Above and belowground community analysis
Statistical analysis were performed in R using RStudio (RStudio Team, 2015). The community composition of plant species recorded in all plots along transects 1 and 4 was visualized by non-metric Multidimensional Scaling (nMDS) using Bray-Curtis dissimilarities. Both plant and belowground analyses were made with the vegan software package (version 2.5-7; Oksanen et al., 2019). The two-sample I-test was used to test for significant difference in mean gravimetric soil moisture between the two soil moisture regimes (wet vs. mesic-dry). The three OTU occurrence tables were transformed to relative abundances for each sample and used for community analysis. nMDS ordination plots were generated using the ‘metaMDS´function in vegan. To down weight the importance of common taxa, the analysis was repeated using square root transformation of relative abundance data prior to calculation of the Bray-Curtis dissimilarity. Marginal and individual PERMANOVAs were conducted on all three datasets and two standardizations described above, using the ‘adonis’ function in the vegan to test for the marginal and overall effect of soil moisture regime (wet vs. mesic-dry) and presence/absence of F. meleagris on shaping belowground microeukaryotic communities at the study site.
After taxonomic assignment as described above, the three OTU occurrence tables were divided into two separate datasets for fungal and protist communities separately (ie. non-fungal microeukaryotes). The ordination and PERMANOVA tests described above were repeated for these taxonomically distinct communities.
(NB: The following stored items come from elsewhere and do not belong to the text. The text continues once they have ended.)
//! End-to-end build run: orchestrate, schedule, push, record.

use crate::builder::{
    system_info, AdmissionGate, BuildResult, BuildScheduler, BuildStatus, BuildTask, DockerCli,
    ImageBuilder, ImageNaming, ImagePusher, PushManager, ResourceMonitor, Summary,
};
use crate::config::BuildConfig;
use crate::discovery::{write_changed_services, DiscoveryResult, ServiceDescriptor};
use crate::error::{Result, StevedoreError};
use crate::smart::{OrchestrationResult, SmartOrchestrator};
use serde::Serialize;
use std::collections::HashMap;
use std::path::Path;
use std::sync::Arc;
use tracing::{info, instrument, warn};

/// Everything one run produced.
#[derive(Debug, Clone, Serialize)]
pub struct PipelineReport {
    pub orchestration: OrchestrationResult,
    pub results: Vec<BuildResult>,
    pub summary: Summary,
}

pub struct BuildPipeline {
    config: BuildConfig,
    orchestrator: SmartOrchestrator,
    builder: Arc<dyn ImageBuilder>,
    pusher: Arc<dyn ImagePusher>,
    gate: Option<Arc<dyn AdmissionGate>>,
}

impl BuildPipeline {
    pub fn new(
        config: BuildConfig,
        orchestrator: SmartOrchestrator,
        builder: Arc<dyn ImageBuilder>,
        pusher: Arc<dyn ImagePusher>,
    ) -> Self {
        Self { config, orchestrator, builder, pusher, gate: None }
    }

    /// Pipeline driving the `docker` CLI and the system `git`.
    pub fn open(config: BuildConfig, cache_root: &Path) -> Result<Self> {
        let docker = Arc::new(DockerCli::new());
        let mut orchestrator = SmartOrchestrator::open(config.smart_config(), cache_root)?;
        if config.smart && config.use_registry {
            orchestrator = orchestrator.with_registry_lookup(docker.clone(), config.naming());
        }
        Ok(Self::new(config, orchestrator, docker.clone(), docker))
    }

    /// Admit builds through `gate` instead of a resource monitor.
    pub fn with_gate(mut self, gate: Arc<dyn AdmissionGate>) -> Self {
        self.gate = Some(gate);
        self
    }

    pub fn config(&self) -> &BuildConfig {
        &self.config
    }

    pub fn orchestrator(&self) -> &SmartOrchestrator {
        &self.orchestrator
    }

    #[instrument(skip_all, fields(services = discovery.services.len()))]
    pub async fn run(&self, discovery: DiscoveryResult) -> Result<PipelineReport> {
        for e in &discovery.errors {
            warn!(error = %e, "Discovery error");
        }
        if discovery.services.is_empty() {
            return Err(StevedoreError::NoServices);
        }

        let orchestration = self.orchestrator.orchestrate_builds(&discovery.services).await;
        let services = apply_decisions(discovery.services, &orchestration);

        if let Some(file) = &self.config.output_changed_services {
            let selected: Vec<_> = services.iter().filter(|s| s.needs_build).cloned().collect();
            write_changed_services(&selected, file)?;
        }

        let naming = self.config.naming();
        let tasks: Vec<BuildTask> = services.iter().map(|s| task(s, &naming)).collect();
        let hashes: HashMap<String, (String, String)> = services
            .iter()
            .filter_map(|s| {
                let hash = s.current_hash.clone()?;
                Some((s.path.display().to_string(), (s.name.clone(), hash)))
            })
            .collect();

        let monitor = if self.config.resource_aware && self.gate.is_none() {
            info!(system = %system_info(), "Resource-aware scheduling enabled");
            let monitor = Arc::new(ResourceMonitor::new(
                self.config.thresholds(),
                self.config.monitor_interval(),
            ));
            monitor.start();
            Some(monitor)
        } else {
            None
        };

        let push_manager = if self.config.push {
            let manager =
                Arc::new(PushManager::new(self.config.push_config(), Arc::clone(&self.pusher)));
            manager.start();
            Some(manager)
        } else {
            None
        };

        let mut scheduler =
            BuildScheduler::new(self.config.scheduler_config(), Arc::clone(&self.builder));
        let gate =
            self.gate.clone().or_else(|| monitor.clone().map(|m| m as Arc<dyn AdmissionGate>));
        if let Some(gate) = gate {
            scheduler = scheduler.with_gate(gate);
        }
        if let Some(manager) = &push_manager {
            scheduler = scheduler.with_push_manager(Arc::clone(manager));
        }

        let outcome = scheduler.run(tasks).await;

        if let Some(manager) = &push_manager {
            manager.stop().await;
        }
        if let Some(monitor) = &monitor {
            monitor.stop().await;
        }
        let (results, summary) = outcome?;

        for result in results.iter().filter(|r| r.status == BuildStatus::Success) {
            let Some((name, hash)) = hashes.get(&result.service) else {
                continue;
            };
            if let Err(e) = self.orchestrator.update_cache(name, hash) {
                warn!(service = %name, error = %e, "Failed to update build cache");
            }
        }

        Ok(PipelineReport { orchestration, results, summary })
    }
}

/// Copy each service's decision and state onto its descriptor. States come
/// back in discovery order, one per service.
fn apply_decisions(
    services: Vec<ServiceDescriptor>,
    orchestration: &OrchestrationResult,
) -> Vec<ServiceDescriptor> {
    services
        .into_iter()
        .zip(orchestration.entries())
        .map(|(mut service, (state, decision))| {
            debug_assert_eq!(service.path, state.service_path);
            service.needs_build = decision.needs_build();
            service.current_hash = state.current_hash.clone();
            service.changed_files = state.changed_files.clone();
            service
        })
        .collect()
}

fn task(service: &ServiceDescriptor, naming: &ImageNaming) -> BuildTask {
    BuildTask {
        service_path: service.path.clone(),
        service_name: service.name.clone(),
        image_name: service.image_name.clone(),
        tag: service.tag.clone(),
        naming: naming.clone(),
        current_hash: service.current_hash.clone(),
        changed_files: service.changed_files.clone(),
        needs_build: service.needs_build,
    }
}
Distribution and abundance of OTU_Ss were visualized across the contrasting soil conditions wet vs. mesic-dry soil conditions and presence/absence of F. meleagris using a Venn-diagram (Heberle et al., 2015). The relative abundance of unique and shared fungal and protist OTU_Ss were calculated across samples for the two contrasting conditions. To identify differentially abundant taxa in contrasting soil moisture regimes (wet vs. mesic-dry) and presence/absence of F. meleagris , the ‘phyloseq-to-deseq´ function in the phyloseq package (v 1.34.0; (McMurdie & Holmes, 2013) was applied to OTU_S occurrence tables separately. The generated phyloseq object was analysed using the DESeq2 tool (DESeq package version 1.30.1; Love et al., 2014). Identified taxa and their differential abundance were illustrated using the ggplot2 R package (Wickham, 2016).